Introducing SCRE: A Credit Rating Estimation Service Built on A&M’s Machine Learning Platform
Corporate Credit Rating Predictions are Important and Often Flawed
The ability to accurately predict corporate credit ratings is essential to numerous business functions for both borrowers and lenders. When predicting debt ratings, analysts often apply linear models, financial ratios analyses or a combination of the two. These models are usually inadequate across several measures.
Linear models are often pulled from out of date papers, can require unreasonable amounts of data (e.g. five years of historical financial statements) and generally do not exhibit a reliable level of accuracy. While financial ratio analysis can help to show a company’s credit position, the ratios are limited in their usefulness to predict ratings. For instance, a 2.9x debt/EBITDA ratio falls in the middle 50 percent of companies for every rating from A to B+. This is a common, and thoroughly underestimated, issue in financial ratio analyses.
Building a Better Model
We developed our Sample Credit Rating Estimator (SCRE) because we wanted to know if a model based on ML techniques could improve on existing ways of estimating credit ratings. To answer this question, we developed a database with over 100,000 quarterly observations of publicly-listed, S&P-rated, non-financial companies from 1997 to 2017. For each observation, we assigned over 400 features such as financial measures and descriptive information about the company. We then trained and tested 23 different ML estimators on the database.
For each train/test cycle, the data was partitioned to prevent observations of distinct companies from appearing in both the training and testing samples. For example, we ensured that all observations of General Motors were either in the training or testing set but not spread across both. In early stages, we found that our ML estimators were using overlap between the training and testing dataset to “identify” companies when making predictions. This led to artificially inflated results.

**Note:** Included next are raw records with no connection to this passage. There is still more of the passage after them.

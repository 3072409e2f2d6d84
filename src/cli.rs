//! Command-line interface definitions and parsing
//!
//! This module defines the complete CLI structure for mapsel using the `clap` crate.
//!
//! # Commands
//!
//! - **import**: Load a library dump (and optionally a collection database) into a library
//! - **select**: Print the records matching a list of filters
//! - **filter**: Edit filters interactively, one command per line
//! - **export**: Write the selection as CSV, JSON or into a collection database
//! - **groups**: Inspect and merge collections
//! - **preset**: Manage saved filter lists
//! - **keys**: List the available filter kinds
//! - **library**: Manage configured libraries (add, remove, list, set-default)
//! - **config**: Read and change settings
//!
//! # Examples
//!
//! ```
//! use mapsel::cli::{Cli, Commands};
//! use clap::Parser;
//!
//! let cli = Cli::parse_from(["mapsel", "select", "--any", "stars 6", "!status graveyard"]);
//! assert!(matches!(cli.command, Commands::Select { .. }));
//! ```

use crate::export::ExportFormat;
use crate::selection::CombineMode;
use clap::{Args, Parser, Subcommand};
use std::path::PathBuf;

/// Configuration management subcommands
#[derive(Subcommand, Debug, Clone)]
pub enum ConfigCommands {
    /// Set a configuration value
    Set {
        /// Configuration key=value (e.g., groups.case_sensitive=true)
        #[arg(value_name = "KEY=VALUE")]
        setting: String,
    },

    /// Get a configuration value
    Get {
        /// Configuration key to retrieve (e.g., combine_mode)
        #[arg(value_name = "KEY")]
        key: String,
    },
}

/// Library management subcommands
#[derive(Subcommand, Debug, Clone)]
pub enum LibraryCommands {
    /// Add a new library
    Add {
        /// Name of the library
        name: String,

        /// Path to the library store directory
        path: PathBuf,
    },

    /// List all libraries
    #[command(visible_alias = "ls")]
    List,

    /// Remove a library from configuration
    #[command(visible_alias = "rm")]
    Remove {
        /// Name of the library to remove
        name: String,

        /// Also delete the store from disk
        #[arg(short = 'd', long = "delete-files")]
        delete_files: bool,
    },

    /// Set the default library
    #[command(name = "set-default")]
    SetDefault {
        /// Name of the library to set as default
        name: String,
    },
}

/// Collection subcommands
#[derive(Subcommand, Debug, Clone)]
pub enum GroupsCommands {
    /// List the collections of a library
    #[command(visible_alias = "ls")]
    List {
        #[command(flatten)]
        library_args: LibraryArgs,
    },

    /// Show the collections stored in a collection database file
    Show {
        /// Collection database file
        path: PathBuf,

        /// Also print the member hashes
        #[arg(short = 'm', long = "members")]
        members: bool,
    },

    /// Replace a library's collections with those of a collection database file
    Import {
        /// Collection database file
        path: PathBuf,

        #[command(flatten)]
        library_args: LibraryArgs,
    },

    /// Merge one collection database file into another
    Merge {
        /// File to read collections from
        from: PathBuf,

        /// File to merge into (created if missing)
        into: PathBuf,
    },
}

/// Preset management subcommands
#[derive(Subcommand, Debug, Clone)]
pub enum PresetCommands {
    /// List all saved presets
    #[command(visible_alias = "ls")]
    List,

    /// Show detailed information about a preset
    Show {
        /// Name of the preset to show
        name: String,
    },

    /// Save a filter list as a preset
    Save {
        /// Name of the preset
        name: String,

        /// Filter commands, e.g. "stars 6"
        #[arg(value_name = "FILTER", required = true)]
        filters: Vec<String>,

        /// Preset description
        #[arg(short = 'd', long = "description")]
        description: Option<String>,

        /// Match records included by any filter instead of all
        #[arg(long = "any")]
        any: bool,
    },

    /// Delete a preset
    #[command(visible_alias = "rm")]
    Delete {
        /// Name of the preset to delete
        name: String,
    },

    /// Rename a preset
    #[command(visible_alias = "mv")]
    Rename {
        old_name: String,
        new_name: String,
    },
}

/// Shared arguments for commands that work with a library
#[derive(Args, Debug, Clone, Default)]
pub struct LibraryArgs {
    /// Library name to use (overrides default)
    #[arg(long = "library", short = 'l', value_name = "NAME")]
    pub library: Option<String>,
}

/// Shared arguments for commands that build a selection
#[derive(Args, Debug, Clone, Default)]
pub struct SelectionArgs {
    /// Filter commands, e.g. "stars 6" "!status graveyard"
    #[arg(value_name = "FILTER")]
    pub filters: Vec<String>,

    /// Match records included by any filter instead of all
    #[arg(long = "any", conflicts_with = "all")]
    pub any: bool,

    /// Match records included by every filter (overrides config)
    #[arg(long = "all", conflicts_with = "any")]
    pub all: bool,

    /// Start from a saved preset
    #[arg(short = 'F', long = "preset", value_name = "NAME")]
    pub preset: Option<String>,

    #[command(flatten)]
    pub library_args: LibraryArgs,
}

impl SelectionArgs {
    /// The combine mode requested on the command line, if any
    #[must_use]
    pub const fn combine_mode(&self) -> Option<CombineMode> {
        if self.any {
            Some(CombineMode::Any)
        } else if self.all {
            Some(CombineMode::All)
        } else {
            None
        }
    }
}

/// Main CLI structure for parsing command-line arguments
#[derive(Parser, Debug)]
#[command(name = "mapsel")]
#[command(about = "Rule based selection over a beatmap library", long_about = None)]
#[command(version)]
pub struct Cli {
    #[command(subcommand)]
    pub command: Commands,

    /// Suppress informational output (only print results)
    #[arg(short = 'q', long = "quiet", global = true)]
    pub quiet: bool,

    /// Increase log verbosity (-v info, -vv debug)
    #[arg(short = 'v', long = "verbose", action = clap::ArgAction::Count, global = true)]
    pub verbose: u8,
}

/// Available CLI commands
#[derive(Subcommand, Debug, Clone)]
pub enum Commands {
    /// Import a library dump, replacing the library's contents
    #[command(visible_alias = "i")]
    Import {
        /// JSON dump of sets and collections
        dump: PathBuf,

        /// Take collections from this collection database instead of the dump
        #[arg(short = 'g', long = "groups", value_name = "FILE")]
        groups: Option<PathBuf>,

        #[command(flatten)]
        library_args: LibraryArgs,
    },

    /// Print the records matching the filters
    #[command(visible_alias = "s")]
    Select {
        #[command(flatten)]
        selection: SelectionArgs,

        /// Save the filters as a preset
        #[arg(long = "save-preset", value_name = "NAME")]
        save_preset: Option<String>,

        /// Description for the saved preset
        #[arg(long = "preset-desc", value_name = "DESC", requires = "save_preset")]
        preset_desc: Option<String>,
    },

    /// Edit filters interactively
    #[command(visible_alias = "f")]
    Filter {
        #[command(flatten)]
        selection: SelectionArgs,
    },

    /// Export the records matching the filters
    #[command(visible_alias = "e")]
    Export {
        #[command(flatten)]
        selection: SelectionArgs,

        /// Output format
        #[arg(long = "format", value_enum, default_value = "csv")]
        format: ExportFormat,

        /// Output file (stdout for csv and json if omitted)
        #[arg(short = 'o', long = "output", value_name = "PATH")]
        output: Option<PathBuf>,

        /// Put the whole selection into this collection (groups format only)
        #[arg(long = "group-name", value_name = "NAME")]
        group_name: Option<String>,
    },

    /// Collection management
    #[command(visible_alias = "g")]
    Groups {
        #[command(subcommand)]
        command: GroupsCommands,
    },

    /// Saved filter lists
    #[command(visible_alias = "p")]
    Preset {
        #[command(subcommand)]
        command: PresetCommands,
    },

    /// List the available filter kinds
    Keys,

    /// Library management
    Library {
        #[command(subcommand)]
        command: LibraryCommands,
    },

    /// Configuration management
    Config {
        #[command(subcommand)]
        command: ConfigCommands,
    },
}

impl Commands {
    /// Helper method to get the library name override from commands
    #[must_use]
    pub fn get_library(&self) -> Option<&str> {
        match self {
            Self::Import { library_args, .. }
            | Self::Groups {
                command:
                    GroupsCommands::List { library_args } | GroupsCommands::Import { library_args, .. },
            } => library_args.library.as_deref(),
            Self::Select { selection, .. }
            | Self::Filter { selection }
            | Self::Export { selection, .. } => selection.library_args.library.as_deref(),
            _ => None,
        }
    }
}

impl Cli {
    /// Parse command line arguments
    #[must_use]
    pub fn parse_args() -> Self {
        Self::parse()
    }
}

To maximize the efficiency of the model, we adopted an iterative approach to development that compared prediction to actual ratings after each train/test cycle to examine the possibility for additional features or alterations to the database. This process allowed us to identify numerous areas for improvement in the data. For instance, we noted that models trained exclusively on pre-2009 data or post-2009 data were more accurate than both combined. This indicated that the S&P ratings process changed in 2009 in response to the global financial crisis. As a result, we removed all pre-2009 observations from our database which increased the accuracy of our predictions.
After refining the database, we selected a “Random Forest Regressor” as the basis for our model. Random Forest estimators rely on a combination of multiple decision tree estimators that use random subsets of training data. In our model, each individual tree predicts a credit rating which is represented by a number (e.g., one for AAA, two for AA+), and the individual predictions are then averaged to determine a final predicted rating.
Managing, selecting and transforming the data was an important step to developing meaningful results. Once the data was curated and the algorithms considered all the data, we then performed a feature selection and optimization analysis to reduce the data capture requirements associated with the analysis.
Feature selection allowed us to reduce our data capture requirements to two years of high level historical financials[1] and the company’s sector. Feature selection allowed our estimator to maintain a higher prediction accuracy with less data than the commonly utilized linear models.
After feature selection, 92 percent of predicted ratings were within two notches of actual in our testing data set.
The Benefits of SCRE
A&M’s SCRE service and technologies possess several advantages beyond traditional corporate credit rating prediction models and techniques:
- Increased accuracy: Moody’s published a model in 2006 which used five years detailed historical financial and claimed 89 percent accuracy when predicting within two notches. Our model is more accurate by 3 percent and only uses two years historical financials. When predicting full ratings (i.e., ratings without +/- categorizations) our model was 5 percent better than observed linear models at predicting the exact full rating and 2 percent better (99 percent versus 97 percent) at correctly predicting within one full rating.
- Decreased data requirements: SCRE uses significantly less data than other credit rating models. For instance, the Moody’s model noted above requires five years of historical financial data. Altmans Z-score, Minardi and other models often require market value, which does not allow for private company estimates. The data requirements of SCRE are available to both public and private companies and most companies have at least two years of high level financials.
- Ability to perform portfolio-level analysis: SCRE will allow its users to examine credit ratings across entire portfolios for risk analysis or portfolio monitoring. Given the nature of the technology these ratings can be delivered in bulk without the need for significant individual analysis.
- Continuous updating over time: Many published models or analyses are developed at a specific point in time but never updated. SCRE will be continuously updated (i.e., retrain/test/feature selection) with updated data so the model itself will not become stale over time.
In short, SCRE produces more accurate ratings, more easily, at a greater scale with lower risk of the analysis becoming outdated as time goes on. This represents a fundamental improvement over traditional credit rating prediction models and techniques and one that will benefit a wide range of businesses and business functions.
[1] High level financials include: Revenue, EBITDA, EBIT, Interest, Net Income, Assets, Total Debt, Total Liabilities and Cash Flow.